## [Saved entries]
● ● ●
/// Panel contents for the current result state
pub fn results_lines(panel: &ResultsPanel, focused: bool) -> Vec<Line<'static>> {
    match panel.state() {
        ResultState::Idle => vec![Line::from(Span::styled(
            "Enter an address and press Submit to sample its transactions.",
            Style::default().fg(Color::DarkGray),
        ))],
        ResultState::Loading => vec![Line::from(Span::styled(
            "Fetching samples…",
            Style::default().fg(Color::LightCyan),
        ))],
        ResultState::Empty => vec![Line::from(Span::styled(
            format!("ℹ {NO_DATA_MESSAGE}"),
            Style::default().fg(Color::LightBlue),
        ))],
        ResultState::Warning(message) => vec![Line::from(vec![
            Span::styled(
                "⚠ Warning: ",
                Style::default()
                    .fg(Color::LightYellow)
                    .add_modifier(Modifier::BOLD),
            ),
            Span::styled(message.clone(), Style::default().fg(Color::LightYellow)),
        ])],
        ResultState::Failed(message) => vec![
            Line::from(vec![
                Span::styled(
                    "✖ Failed to fetch data: ",
                    Style::default()
                        .fg(Color::LightRed)
                        .add_modifier(Modifier::BOLD),
                ),
                Span::styled(message.clone(), Style::default().fg(Color::LightRed)),
            ]),
            Line::from(Span::styled(
                "Press Submit to try again.",
                Style::default().fg(Color::DarkGray),
            )),
        ],
        ResultState::Sections(sections) => {
            let mut lines = Vec::new();
            for (idx, state) in sections.iter().enumerate() {
                let marker = if state.expanded { "▾" } else { "▸" };
                let mut style = Style::default().add_modifier(Modifier::BOLD);
                if idx == panel.selected() {
                    style = if focused {
                        style.fg(Color::Black).bg(Color::LightCyan)
                    } else {
                        style.fg(Color::LightCyan)
                    };
                }
                lines.push(Line::from(Span::styled(
                    format!("{marker} {}", state.section.title),
                    style,
                )));
                if state.expanded {
                    lines.extend(state.section.body.lines.iter().map(doc_line));
                }
            }
            lines
        }
    }
}

fn doc_line(line: &DocLine) -> Line<'static> {
    let indent = Span::raw("  ".repeat(line.depth + 1));
    let bold = Style::default().add_modifier(Modifier::BOLD);
    match &line.kind {
        LineKind::Heading(label) => Line::from(vec![
            indent,
            Span::styled(label.clone(), bold.fg(Color::LightCyan)),
        ]),
        LineKind::Field { label, value } => Line::from(vec![
            indent,
            Span::styled(format!("{label}: "), bold),
            Span::raw(value.clone()),
        ]),
        LineKind::Item(value) => Line::from(vec![indent, Span::raw(format!("• {value}"))]),
        LineKind::Separator => Line::from(vec![
            indent,
            Span::styled("───", Style::default().fg(Color::DarkGray)),
        ]),
        LineKind::Diagnostic(message) => Line::from(vec![
            indent,
            Span::styled(message.clone(), Style::default().fg(Color::LightYellow)),
        ]),
    }
}

fn draw_status_line(f: &mut Frame, area: Rect, app: &App) {
    let request = if app.submit_enabled() {
        Span::raw("idle  ")
    } else {
        Span::styled("in flight  ", Style::default().fg(Color::LightYellow))
    };
    let mut spans = vec![
        Span::styled("Focus ", Style::default().fg(Color::DarkGray)),
        Span::raw(format!("{}  ", app.focus_label())),
        Span::styled("Request ", Style::default().fg(Color::DarkGray)),
        request,
    ];
    if let Some(result) = app.session.last_result.as_ref() {
        spans.push(Span::styled("Records ", Style::default().fg(Color::DarkGray)));
        spans.push(Span::raw(format!(
            "{} @ {}  ",
            result.records.len(),
            result.received_at.format("%H:%M:%S")
        )));
    }
    if let Some(copied) = app.session.clipboard.as_deref() {
        spans.push(Span::styled("Copied ", Style::default().fg(Color::DarkGray)));
        spans.push(Span::raw(short_hash(copied)));
    }

    let paragraph = Paragraph::new(Line::from(spans))
        .style(Style::default().fg(Color::White))
        .alignment(Alignment::Left);
    f.render_widget(paragraph, area);
}

/// Get command hint for autocompletion
fn command_hint(input: &str) -> Option<&'static str> {
    let input = input.trim().to_lowercase();
    if input.is_empty() {
        return None;
    }

    let commands = [
        ("submit", "Validate and fetch samples"),
        ("address", "Set the address field"),
        ("chain", "Select chain (eth)"),
        ("export", "Export last result (.json/.csv)"),
        ("clear", "Clear results"),
        ("help", "Show help"),
        ("quit", "Quit"),
    ];

    for (cmd, desc) in commands {
        if cmd.starts_with(&input) {
            return Some(desc);
        }
    }
    None
}

fn draw_command_line(f: &mut Frame, area: Rect, app: &App) {
    let content = match app.input_mode {
        InputMode::Command => {
            let hint = command_hint(&app.command.input);
            let hint_text = hint.unwrap_or("submit | address <0x..> | chain <eth> | export [path]");
            Line::from(vec![
                Span::styled(": ", Style::default().fg(Color::Yellow)),
                Span::raw(app.command.input.clone()),
                Span::styled(
                    format!("  {}", hint_text),
                    Style::default().fg(Color::DarkGray),
                ),
            ])
        }
        InputMode::Normal => {
            if let Some((text, level)) = app.status_text() {
                let color = match level {
                    StatusLevel::Info => Color::LightGreen,
                    StatusLevel::Warn => Color::LightYellow,
                    StatusLevel::Error => Color::LightRed,
                };
                Line::from(vec![
                    Span::styled("msg: ", Style::default().fg(Color::DarkGray)),
                    Span::styled(text.to_string(), Style::default().fg(color)),
                ])
            } else {
                action_hints(app)
            }
        }
    };

    let paragraph = Paragraph::new(content).style(Style::default().fg(Color::White));
    f.render_widget(paragraph, area);
}

fn action_hints(app: &App) -> Line<'static> {
    let key = |k: &'static str| Span::styled(k, Style::default().fg(Color::LightCyan));
    let mut spans = vec![key("Tab"), Span::raw(" Focus  ")];
    match app.pane {
        Pane::Input => {
            spans.extend([key("Enter"), Span::raw(" Submit  ")]);
            if app.input.focus == Field::Chain {
                spans.extend([key("←/→"), Span::raw(" Chain  ")]);
            }
            if app.input.focus == Field::Address {
                spans.extend([key("Ctrl-u"), Span::raw(" Clear  ")]);
            }
        }
        Pane::Results => {
            spans.extend([
                key("j/k"),
                Span::raw(" Move  "),
                key("Enter"),
                Span::raw(" Expand  "),
                key("e/c"),
                Span::raw(" All  "),
                key("y"),
                Span::raw(" Copy hash  "),
                key("x"),
                Span::raw(" Export  "),
            ]);
        }
    }
    if !app.is_typing() {
        spans.extend([
            key(":"),
            Span::raw(" Command  "),
            key("?"),
            Span::raw(" Help  "),
            key("q"),
            Span::raw(" Quit"),
        ]);
    }
    Line::from(spans)
}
● ● ●
## [EXERCISE DETAILS]
Return only the number of lines in the entries that contain the string "expanded".

## [SOLUTION]
2